The Wikipedia page has a fairly standard proof.
Thank you for your extremely interesting and informative post, but the above is where I’m stuck. How do you factor a number that large?
I kind of do care, in that a larger value of C (and B) might be offset by having A be only a much smaller value. Ideally all three sides should be at least somewhat larger than the example I posted in the spoiler section of my first followup post. As to how to rank contending examples? Maybe by the sum of the sides or the resulting area of the triangle?
“Exhaustive search” just means trying all of the possible prime factors up to the square root of the number, with a simple program in any language you like that allows for arithmetic with numbers of that size. For numbers ~10[sup]15[/sup], this means trying about 3 million factors, which for a modern computer will only take about a second.
I don’t know what programming languages you know (reply and I or someone can help you write such a program). In C, numbers of this size are larger than 32 bits (the typical size for a long int) but will fit in 64 bits (typical for a long long int), so you don’t need to use an arbitrary-precision library. Some languages (like Python) include arbitrary-precision arithmetic natively, so you don’t need to worry about the size.
There are ways to speed up this simple factoring approach, but for numbers much larger than this (say 10[sup]18[/sup] or larger) you would typically switch to a more efficient factoring technique.
Also, an error in my summary in the earlier post:
(The rest of the post uses the correct result.)
Here’s a ranking for which finding the “best” triangle is straightforward: The best triangle has maximal hypotenuse C (less than your limit of Cmax=10[sup]16[/sup] or whatever). Among triangles with maximal C, the best triangle has maximal area (or perimeter; for fixed C these give the same result). To find the top-ranked triangle this way, just step C down from Cmax, factoring each candidate, until you find a value of C which admits a Pythagorean triangle via the condition already described (requiring that it be primitive if you like). So for example with Cmax=10[sup]16[/sup], the largest value of C if you don’t require primitivity is 10[sup]16[/sup]-11=9999999999999989=771021199884067241 (so all sides will have a common factor of 77=49); if you require primitivity it is 10[sup]16[/sup]-47=9999999999999953=3760118973*23702153. (The largest 1-mod-4 prime less than Cmax is 10[sup]16[/sup]-63=9999999999999937.)

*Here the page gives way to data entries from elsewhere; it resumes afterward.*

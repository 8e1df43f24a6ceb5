use std::path::{Path, PathBuf};
use thiserror::Error;

type BoxError = Box<dyn std::error::Error + Send + Sync>;

/// 应用程序错误类型
#[derive(Debug, Error)]
pub enum AppError {
    /// 初始化错误（目录、汇总 CSV），整次运行中止
    #[error("初始化错误: {0}")]
    Setup(#[from] SetupError),
    /// 元数据文件错误
    #[error("元数据错误: {0}")]
    Meta(#[from] MetaError),
    /// 单个裁剪生成失败
    #[error("裁剪错误: {0}")]
    Crop(#[from] CropError),
    /// 外部检测器调用失败
    #[error("检测器错误: {0}")]
    Detector(#[from] DetectorError),
    /// 配置错误
    #[error("配置错误: {0}")]
    Config(#[from] ConfigError),
}

/// 初始化阶段的致命错误
#[derive(Debug, Error)]
pub enum SetupError {
    #[error("无法创建目录 {}: {source}", .path.display())]
    CreateDirFailed {
        path: PathBuf,
        source: std::io::Error,
    },
    #[error("无法创建汇总 CSV {}: {source}", .path.display())]
    CreateCsvFailed { path: PathBuf, source: csv::Error },
    #[error("无法读取画作目录 {}: {source}", .path.display())]
    ReadDirFailed {
        path: PathBuf,
        source: std::io::Error,
    },
}

/// 元数据文件错误（行级问题不会走到这里，只记录日志）
#[derive(Debug, Error)]
pub enum MetaError {
    #[error("无法打开元数据文件 {}: {source}", .path.display())]
    OpenFailed { path: PathBuf, source: csv::Error },
    #[error("无法读取元数据表头 {}: {source}", .path.display())]
    HeaderFailed { path: PathBuf, source: csv::Error },
}

/// 单个裁剪错误，只影响当前这一张裁剪
#[derive(Debug, Error)]
pub enum CropError {
    #[error("无法读取源裁剪 {}: {source}", .path.display())]
    SourceUnreadable {
        path: PathBuf,
        source: std::io::Error,
    },
    #[error("无法写入目标裁剪 {}: {source}", .path.display())]
    DestinationFailed {
        path: PathBuf,
        source: std::io::Error,
    },
    #[error("图片解码失败 {}: {source}", .path.display())]
    DecodeFailed {
        path: PathBuf,
        source: image::ImageError,
    },
    #[error("图片编码失败 {}: {source}", .path.display())]
    EncodeFailed {
        path: PathBuf,
        source: image::ImageError,
    },
    #[error("裁剪区域 ({x},{y},{width}x{height}) 超出图片范围 {image_width}x{image_height}")]
    OutOfBounds {
        x: i64,
        y: i64,
        width: i64,
        height: i64,
        image_width: u32,
        image_height: u32,
    },
    #[error("写入汇总 CSV 失败: {0}")]
    RecordWriteFailed(#[source] csv::Error),
}

/// 外部检测器错误
#[derive(Debug, Error)]
pub enum DetectorError {
    #[error("无法启动 {program}: {source}")]
    SpawnFailed {
        program: String,
        source: std::io::Error,
    },
    #[error("{program} 以非零状态退出 ({status}): {stderr}")]
    NonZeroExit {
        program: String,
        status: std::process::ExitStatus,
        stderr: String,
    },
    #[error("{program} 输出的候选数量不是整数: '{output}'")]
    BadCount { program: String, output: String },
}

/// 配置错误
#[derive(Debug, Error)]
pub enum ConfigError {
    #[error("配置文件 {} 无法加载: {source}", .path.display())]
    FileFailed { path: PathBuf, source: BoxError },
    #[error("配置项 {field} 无效: {reason}")]
    InvalidValue { field: &'static str, reason: String },
}

// ========== 便捷构造函数 ==========

impl AppError {
    /// 创建目录失败
    pub fn create_dir_failed(path: impl AsRef<Path>, source: std::io::Error) -> Self {
        AppError::Setup(SetupError::CreateDirFailed {
            path: path.as_ref().to_path_buf(),
            source,
        })
    }

    /// 配置文件读取或解析失败
    pub fn config_file_failed(
        path: impl AsRef<Path>,
        source: impl std::error::Error + Send + Sync + 'static,
    ) -> Self {
        AppError::Config(ConfigError::FileFailed {
            path: path.as_ref().to_path_buf(),
            source: Box::new(source),
        })
    }
}

// ========== Result 类型别名 ==========

/// 应用程序结果类型
pub type AppResult<T> = Result<T, AppError>;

Now since both of these have several 1-mod-4 factors, each will have several distinct Pythagorean triangles: the Brahmagupta-Fibonacci combination formula gives two distinct ways of writing the product of two sums of squares as a sum of two squares, so for example if there are n distinct 1-mod-4 factors then there will be 2[sup]n-1[/sup] different Pythagorean triples with the given C. So you can just generate all of the different triangles (2 in the first case above, 8 in the second) and check to see which one has maximal area.
If you rank triangles simply according to their area or perimeter (not first ranking according to C) then the search algorithm is simpler (I can describe it if you’re interested; essentially you’re searching a small region of the integer-lattice disk with radius sqrt(C)); but the value of C which gives maximal area, if I’ve done the search right, is substantially smaller than the values above, 9999999999840617.
So far so good, although I’m still faced with finding the values of M and N for fairly large primes. For example 9,999,999,999,840,617 = 13x 13x 53,717x 1,101,543,229, and I need to already know what perfect squares they’re the sum of before I can use B-F.
Right. These numbers are small enough that if you want you can just do another brute-force exhaustive search (for each prime p, you only have to check squares m<sqrt(p) to see if p-m[sup]2[/sup] is also a square, so for your largest prime ~10[sup]9[/sup] this only means checking about 30000 values). But if you want to be more efficient you can use Cornacchia’s algorithm (the Wikipedia article is kind of terse; there’s a good pseudocode explanation here (under the heading “Representing a prime as the sum of two squares”). Implementation note: in this algorithm you have to compute the modular exponential b[sup]n[/sup] mod p, for large values of n. This can be done efficiently, without computation of huge numbers, by repeated squaring and modular multiplication. If you’re using a good integer library it may have this built in (Python has pow(b,n,p) for example).
Hey Lumpy, just curious–did you find the numbers you were looking for?
I took it as far as I could without actually writing a program to do the brute force number searches, which would be more work than I was willing to put into it. But thanks again, because I did learn a bit about modular arithmetic.
OK. I can give you some pointers if you want help writing the code. It’s not a bad problem for an introduction to a new programming language.
No need, I’ve discovered there are factorization and sum of squares finders online. I’ll play with those for a while, see what I come up with.
If (a,b,c) is a member of the ‘silver ratio’ sequence of ppt’s then the next one is given by …
(2a+b+2c,a+2b+2c,2a+2b+3c).